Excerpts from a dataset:
>>>

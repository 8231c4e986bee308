//! Overlay theme values

use navtint_core::Color;
use serde::{Deserialize, Serialize};
use std::fmt::{Display, Formatter};

/// Which background the overlay is sitting on.
///
/// `Light` means the content underneath is bright, so the overlay draws
/// dark foreground. `Dark` means the content is dark or saturated brand
/// blue, so the overlay draws light foreground.
#[derive(Clone, Copy, Debug, Default, PartialEq, Eq, Hash, Serialize, Deserialize)]
#[serde(rename_all = "lowercase")]
pub enum Theme {
    #[default]
    Light,
    Dark,
}

impl Theme {
    /// Stable id for config/serialization
    pub fn id(self) -> &'static str {
        match self {
            Self::Light => "light",
            Self::Dark => "dark",
        }
    }

    pub fn toggle(self) -> Self {
        match self {
            Self::Light => Self::Dark,
            Self::Dark => Self::Light,
        }
    }

    /// Foreground color the overlay renderer should use
    pub fn foreground(self) -> Color {
        match self {
            Self::Light => Color::from_hex(0x111827),
            Self::Dark => Color::WHITE,
        }
    }
}

impl Display for Theme {
    fn fmt(&self, f: &mut Formatter<'_>) -> std::fmt::Result {
        f.write_str(self.id())
    }
}

/// Theme a region rule forces when the overlay overlaps it
#[derive(Clone, Copy, Debug, Default, PartialEq, Eq, Hash, Serialize, Deserialize)]
#[serde(rename_all = "lowercase")]
pub enum ForcedTheme {
    Light,
    Dark,
    /// The region claims the overlay but leaves the decision to sampling
    #[default]
    None,
}

impl ForcedTheme {
    pub fn theme(self) -> Option<Theme> {
        match self {
            Self::Light => Some(Theme::Light),
            Self::Dark => Some(Theme::Dark),
            Self::None => None,
        }
    }
}

impl From<Theme> for ForcedTheme {
    fn from(theme: Theme) -> Self {
        match theme {
            Theme::Light => Self::Light,
            Theme::Dark => Self::Dark,
        }
    }
}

<<<

Brief> Which of the lines above include the string "region"? Pick them out and copy them.

Response to this exercise>
/// Theme a region rule forces when the overlay overlaps it
    /// The region claims the overlay but leaves the decision to sampling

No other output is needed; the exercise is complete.